■ **WHAT TO PRODUCE**: Within the records, tally the lines that contain "defines" and reply with that number only.

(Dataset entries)
--- START ---

use std::fs::{create_dir, File};
use std::io::Write;

use tempfile::tempdir;

use wmlkit::error::ErrorKind;
use wmlkit::preprocess::*;

#[test]
fn test_preprocess_macro_with_arguments() {
    let input = String::from("\
#define GREET NAME
greeting=\"Hello, {NAME}\"
#enddef
[hail]
    {GREET SIR}
[/hail]
");

    let (output, _) = preprocess_string(&input, None, DefineMap::default(), "wesnoth").unwrap();

    assert!(output.contains("greeting=\"Hello, SIR\""));
    assert!(!output.contains("#define"));
}

#[test]
fn test_preprocess_nested_macros() {
    let input = String::from("\
#define INNER X
<{X}>
#enddef
#define OUTER Y
{INNER {Y}}
#enddef
{OUTER 42}
");

    let (output, _) = preprocess_string(&input, None, DefineMap::default(), "wesnoth").unwrap();

    assert!(output.contains("<42>"));
}

#[test]
fn test_preprocess_ifdef() {
    let input = String::from("\
#ifdef DEBUG
verbosity=1
#else
verbosity=0
#endif
");

    let (output, _) = preprocess_string(&input, None, DefineMap::default(), "wesnoth").unwrap();
    assert!(output.contains("verbosity=0"));
    assert!(!output.contains("verbosity=1"));

    let mut defines = DefineMap::default();
    defines.insert("DEBUG".to_string(), Definition::flag("DEBUG"));

    let (output, _) = preprocess_string(&input, None, defines, "wesnoth").unwrap();
    assert!(output.contains("verbosity=1"));
    assert!(!output.contains("verbosity=0"));
}

#[test]
fn test_preprocess_nested_ifdef() {
    let input = String::from("\
#define foo
#enddef
#ifdef foo
    #ifdef foobar
inner=1
    #endif
outer=1
#else
other=1
#endif
");

    let (output, _) = preprocess_string(&input, None, DefineMap::default(), "wesnoth").unwrap();

    assert!(output.contains("outer=1"));
    assert!(!output.contains("inner=1"));
    assert!(!output.contains("other=1"));
}

#[test]
fn test_preprocess_textdomain() {
    let input = String::from("\
#textdomain units
name=_ \"Orc\"
");

    let (output, _) = preprocess_string(&input, None, DefineMap::default(), "wesnoth").unwrap();

    assert!(output.contains("#textdomain units"));
    assert!(output.contains("name=_ \"Orc\""));
}

#[test]
fn test_preprocess_quoted_braces_inert() {
    let input = String::from("text=\"{NOT_A_MACRO}\"\n");

    let (output, _) = preprocess_string(&input, None, DefineMap::default(), "wesnoth").unwrap();

    assert!(output.contains("{NOT_A_MACRO}"));
}

#[test]
fn test_preprocess_unterminated_define() {
    let input = String::from("#define FOO\nbar\n");

    let err = preprocess_string(&input, None, DefineMap::default(), "wesnoth").unwrap_err();
    assert_eq!(ErrorKind::PreprocUnterminatedDefine, err.kind());
}

#[test]
fn test_preprocess_unterminated_ifdef() {
    let input = String::from("#ifdef FOO\nx=1\n");

    let err = preprocess_string(&input, None, DefineMap::default(), "wesnoth").unwrap_err();
    assert_eq!(ErrorKind::PreprocUnterminatedIf, err.kind());
}

#[test]
fn test_preprocess_stray_else() {
    let input = String::from("#else\n");

    let err = preprocess_string(&input, None, DefineMap::default(), "wesnoth").unwrap_err();
    assert_eq!(ErrorKind::PreprocStrayElse, err.kind());
}

#[test]
fn test_preprocess_stray_enddef() {
    let input = String::from("#enddef\n");

    let err = preprocess_string(&input, None, DefineMap::default(), "wesnoth").unwrap_err();
    assert_eq!(ErrorKind::PreprocStrayEnddef, err.kind());
}

#[test]
fn test_preprocess_stray_enddef_in_skipped_branch() {
    let input = String::from("#ifdef MISSING\n#enddef\n#endif\n");

    let err = preprocess_string(&input, None, DefineMap::default(), "wesnoth").unwrap_err();
    assert_eq!(ErrorKind::PreprocStrayEnddef, err.kind());
}

#[test]
fn test_preprocess_macro_arity() {
    let input = String::from("\
#define PAIR A B
{A}{B}
#enddef
{PAIR 1}
");

    let err = preprocess_string(&input, None, DefineMap::default(), "wesnoth").unwrap_err();
    assert_eq!(ErrorKind::PreprocMacroArity, err.kind());
}

#[test]
fn test_preprocess_recursion_limit() {
    let input = String::from("\
#define SELF
{SELF}
#enddef
{SELF}
");

    let err = preprocess_string(&input, None, DefineMap::default(), "wesnoth").unwrap_err();
    assert_eq!(ErrorKind::PreprocDepthExceeded, err.kind());
}

#[test]
fn test_preprocess_directory_order() {
    let datadir = tempdir().unwrap();

    File::create(datadir.path().join("b.cfg"))
        .unwrap()
        .write_all(b"[b]\n[/b]\n")
        .unwrap();
    File::create(datadir.path().join("a.cfg"))
        .unwrap()
        .write_all(b"[a]\n[/a]\n")
        .unwrap();
    File::create(datadir.path().join("ignored.txt"))
        .unwrap()
        .write_all(b"[nope]\n[/nope]\n")
        .unwrap();

    let subdir = datadir.path().join("sub");
    create_dir(&subdir).unwrap();
    File::create(subdir.join("c.cfg"))
        .unwrap()
        .write_all(b"[c]\n[/c]\n")
        .unwrap();

    let (output, _) = preprocess(datadir.path(), DefineMap::default(), "wesnoth").unwrap();

    let a = output.find("[a]").unwrap();
    let b = output.find("[b]").unwrap();
    let c = output.find("[c]").unwrap();
    assert!(a < b && b < c);
    assert!(!output.contains("[nope]"));
}

#[test]
fn test_preprocess_include_file() {
    let datadir = tempdir().unwrap();

    File::create(datadir.path().join("inc.cfg"))
        .unwrap()
        .write_all(b"x=1\n")
        .unwrap();
    File::create(datadir.path().join("main.cfg"))
        .unwrap()
        .write_all(b"[top]\n{./inc.cfg}\n[/top]\n")
        .unwrap();

    let (output, _) = preprocess(
        &datadir.path().join("main.cfg"),
        DefineMap::default(),
        "wesnoth",
    )
    .unwrap();

    assert!(output.contains("x=1"));
    let cfg = wmlkit::parser::read(&output).unwrap();
    assert_eq!("1", cfg.child("top").unwrap().attr("x").unwrap().raw());
}

#[test]
fn test_preprocess_missing_include() {
    let datadir = tempdir().unwrap();

    File::create(datadir.path().join("main.cfg"))
        .unwrap()
        .write_all(b"{./gone.cfg}\n")
        .unwrap();

    let err = preprocess(
        &datadir.path().join("main.cfg"),
        DefineMap::default(),
        "wesnoth",
    )
    .unwrap_err();
    assert_eq!(ErrorKind::IoMissing, err.kind());
}

#[test]
fn test_preprocess_sourcemap() {
    let datadir = tempdir().unwrap();

    let inc_path = datadir.path().join("inc.cfg");
    File::create(&inc_path).unwrap().write_all(b"x=1\n").unwrap();
    let main_path = datadir.path().join("main.cfg");
    File::create(&main_path)
        .unwrap()
        .write_all(b"[top]\n{./inc.cfg}\n[/top]\n")
        .unwrap();

    let (output, map) = preprocess(&main_path, DefineMap::default(), "wesnoth").unwrap();

    let line_of = |needle: &str| {
        output
            .lines()
            .position(|line| line.contains(needle))
            .unwrap() as u32
            + 1
    };

    let (file, line) = map.lookup(line_of("x=1")).unwrap();
    assert_eq!(inc_path.to_string_lossy(), file);
    assert_eq!(1, line);

    let (file, line) = map.lookup(line_of("[/top]")).unwrap();
    assert_eq!(main_path.to_string_lossy(), file);
    assert_eq!(3, line);
}

#[test]
fn test_preprocess_deterministic() {
    let datadir = tempdir().unwrap();

    File::create(datadir.path().join("a.cfg"))
        .unwrap()
        .write_all(b"#define W\nwidth=3\n#enddef\n[a]\n{W}\n[/a]\n")
        .unwrap();
    File::create(datadir.path().join("b.cfg"))
        .unwrap()
        .write_all(b"[b]\n[/b]\n")
        .unwrap();

    let (first, first_map) = preprocess(datadir.path(), DefineMap::default(), "wesnoth").unwrap();
    let (second, second_map) = preprocess(datadir.path(), DefineMap::default(), "wesnoth").unwrap();

    assert_eq!(first, second);
    assert_eq!(first_map, second_map);
}

#[test]
fn test_preprocess_bom() {
    let input = String::from_utf8(vec![0xef, 0xbb, 0xbf]).unwrap() + "blub=1";

    let (output, _) = preprocess_string(&input, None, DefineMap::default(), "wesnoth").unwrap();

    assert!(output.contains("blub=1"));
    assert!(!output.contains('\u{feff}'));
}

--- END ---

■ **ANSWER TO THIS EXERCISE**: 3